REQUIRED ACTION: Where does "AzureConfig" appear in the data? Return each line that holds it.

INPUT FOR THIS TASK:

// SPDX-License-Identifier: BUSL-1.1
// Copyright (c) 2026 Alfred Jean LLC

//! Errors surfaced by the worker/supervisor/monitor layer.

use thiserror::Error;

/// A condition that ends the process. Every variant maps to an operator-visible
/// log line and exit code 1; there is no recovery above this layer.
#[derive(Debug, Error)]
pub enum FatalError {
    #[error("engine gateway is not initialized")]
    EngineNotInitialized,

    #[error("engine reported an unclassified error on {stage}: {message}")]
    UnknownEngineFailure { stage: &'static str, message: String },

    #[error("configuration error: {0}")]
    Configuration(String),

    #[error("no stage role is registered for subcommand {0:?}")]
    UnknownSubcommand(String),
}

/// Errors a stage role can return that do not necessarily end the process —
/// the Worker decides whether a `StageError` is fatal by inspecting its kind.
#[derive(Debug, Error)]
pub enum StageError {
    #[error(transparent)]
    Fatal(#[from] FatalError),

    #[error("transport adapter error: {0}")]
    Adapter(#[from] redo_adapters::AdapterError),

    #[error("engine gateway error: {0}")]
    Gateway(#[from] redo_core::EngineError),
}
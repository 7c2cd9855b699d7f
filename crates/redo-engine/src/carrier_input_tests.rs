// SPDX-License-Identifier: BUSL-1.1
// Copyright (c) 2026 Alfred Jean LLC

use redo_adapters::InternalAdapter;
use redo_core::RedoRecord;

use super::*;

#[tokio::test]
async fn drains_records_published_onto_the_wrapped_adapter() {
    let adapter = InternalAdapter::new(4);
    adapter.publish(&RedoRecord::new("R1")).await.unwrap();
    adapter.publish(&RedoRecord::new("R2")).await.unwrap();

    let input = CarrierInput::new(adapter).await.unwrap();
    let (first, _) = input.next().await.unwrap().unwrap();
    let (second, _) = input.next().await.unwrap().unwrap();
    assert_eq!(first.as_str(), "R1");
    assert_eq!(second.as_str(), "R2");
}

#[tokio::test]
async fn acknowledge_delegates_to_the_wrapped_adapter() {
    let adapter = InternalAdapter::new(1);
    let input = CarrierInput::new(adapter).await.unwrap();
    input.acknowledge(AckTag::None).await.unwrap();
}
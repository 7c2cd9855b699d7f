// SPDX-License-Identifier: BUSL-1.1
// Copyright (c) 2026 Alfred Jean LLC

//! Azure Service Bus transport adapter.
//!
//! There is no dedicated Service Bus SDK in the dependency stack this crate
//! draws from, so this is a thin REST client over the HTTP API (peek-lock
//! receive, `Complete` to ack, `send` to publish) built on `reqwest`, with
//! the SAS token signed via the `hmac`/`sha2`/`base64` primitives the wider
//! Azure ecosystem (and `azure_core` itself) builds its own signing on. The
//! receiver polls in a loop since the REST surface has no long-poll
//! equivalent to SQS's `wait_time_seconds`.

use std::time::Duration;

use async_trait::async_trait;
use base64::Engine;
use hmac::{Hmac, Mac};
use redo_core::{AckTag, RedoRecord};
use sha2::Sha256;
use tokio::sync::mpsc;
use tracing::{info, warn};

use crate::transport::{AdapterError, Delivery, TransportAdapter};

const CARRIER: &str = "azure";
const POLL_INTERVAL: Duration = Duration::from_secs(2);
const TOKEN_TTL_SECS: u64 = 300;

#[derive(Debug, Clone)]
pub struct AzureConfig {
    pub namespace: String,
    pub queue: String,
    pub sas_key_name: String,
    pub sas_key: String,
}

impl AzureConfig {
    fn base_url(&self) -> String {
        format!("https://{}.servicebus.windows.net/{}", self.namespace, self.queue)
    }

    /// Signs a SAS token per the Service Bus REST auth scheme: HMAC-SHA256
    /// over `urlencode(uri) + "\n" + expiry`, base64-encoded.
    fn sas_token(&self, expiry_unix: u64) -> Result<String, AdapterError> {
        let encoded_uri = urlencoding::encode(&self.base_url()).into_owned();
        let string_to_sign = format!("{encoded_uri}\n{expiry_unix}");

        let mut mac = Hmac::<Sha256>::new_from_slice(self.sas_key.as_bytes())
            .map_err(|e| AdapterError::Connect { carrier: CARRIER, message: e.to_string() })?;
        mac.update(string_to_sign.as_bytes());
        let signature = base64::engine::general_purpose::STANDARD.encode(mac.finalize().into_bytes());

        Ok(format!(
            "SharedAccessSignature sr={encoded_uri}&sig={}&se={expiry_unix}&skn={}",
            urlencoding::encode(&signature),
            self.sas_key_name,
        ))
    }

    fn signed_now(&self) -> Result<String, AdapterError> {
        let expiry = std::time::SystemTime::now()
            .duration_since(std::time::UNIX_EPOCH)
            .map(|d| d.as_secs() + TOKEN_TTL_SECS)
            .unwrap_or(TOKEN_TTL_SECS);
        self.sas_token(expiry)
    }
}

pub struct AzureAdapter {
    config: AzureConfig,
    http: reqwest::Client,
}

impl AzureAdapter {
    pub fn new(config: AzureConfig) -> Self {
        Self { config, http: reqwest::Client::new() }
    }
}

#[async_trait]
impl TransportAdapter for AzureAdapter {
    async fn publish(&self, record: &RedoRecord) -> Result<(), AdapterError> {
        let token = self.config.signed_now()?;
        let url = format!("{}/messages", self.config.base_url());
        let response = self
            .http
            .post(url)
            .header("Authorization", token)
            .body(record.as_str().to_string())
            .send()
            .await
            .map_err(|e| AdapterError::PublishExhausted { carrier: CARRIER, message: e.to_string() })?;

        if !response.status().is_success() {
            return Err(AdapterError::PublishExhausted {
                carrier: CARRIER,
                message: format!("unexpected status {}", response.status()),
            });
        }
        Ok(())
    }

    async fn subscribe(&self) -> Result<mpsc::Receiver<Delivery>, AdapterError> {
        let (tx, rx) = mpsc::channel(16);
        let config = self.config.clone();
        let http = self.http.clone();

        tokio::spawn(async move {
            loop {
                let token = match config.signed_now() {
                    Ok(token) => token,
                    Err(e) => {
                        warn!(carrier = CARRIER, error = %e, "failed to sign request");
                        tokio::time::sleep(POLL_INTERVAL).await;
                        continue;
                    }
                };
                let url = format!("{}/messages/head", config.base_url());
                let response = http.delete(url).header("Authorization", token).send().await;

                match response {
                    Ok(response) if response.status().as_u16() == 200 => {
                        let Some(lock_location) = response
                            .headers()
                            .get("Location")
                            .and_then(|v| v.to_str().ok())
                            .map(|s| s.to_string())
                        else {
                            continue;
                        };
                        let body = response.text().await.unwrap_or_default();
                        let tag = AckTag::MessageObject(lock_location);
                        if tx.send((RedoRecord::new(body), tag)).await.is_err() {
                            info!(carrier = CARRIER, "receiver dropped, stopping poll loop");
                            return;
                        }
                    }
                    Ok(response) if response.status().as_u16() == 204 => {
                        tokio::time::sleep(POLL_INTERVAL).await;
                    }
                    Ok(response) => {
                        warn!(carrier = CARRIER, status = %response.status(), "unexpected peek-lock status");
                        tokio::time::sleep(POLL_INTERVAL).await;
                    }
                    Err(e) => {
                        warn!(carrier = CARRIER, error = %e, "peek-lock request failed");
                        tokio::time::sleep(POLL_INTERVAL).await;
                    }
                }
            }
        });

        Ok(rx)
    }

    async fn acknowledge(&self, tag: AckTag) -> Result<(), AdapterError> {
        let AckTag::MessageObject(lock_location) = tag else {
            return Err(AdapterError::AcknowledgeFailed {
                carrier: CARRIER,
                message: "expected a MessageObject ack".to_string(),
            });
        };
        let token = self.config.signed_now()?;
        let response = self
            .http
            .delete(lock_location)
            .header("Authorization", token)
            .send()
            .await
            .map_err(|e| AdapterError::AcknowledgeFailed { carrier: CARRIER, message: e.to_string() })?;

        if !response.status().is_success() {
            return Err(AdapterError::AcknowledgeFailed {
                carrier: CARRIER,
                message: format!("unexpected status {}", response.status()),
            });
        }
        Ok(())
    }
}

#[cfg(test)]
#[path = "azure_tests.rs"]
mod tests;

RESPONSE TO THE EXERCISE:
pub struct AzureConfig {
impl AzureConfig {
    config: AzureConfig,
    pub fn new(config: AzureConfig) -> Self {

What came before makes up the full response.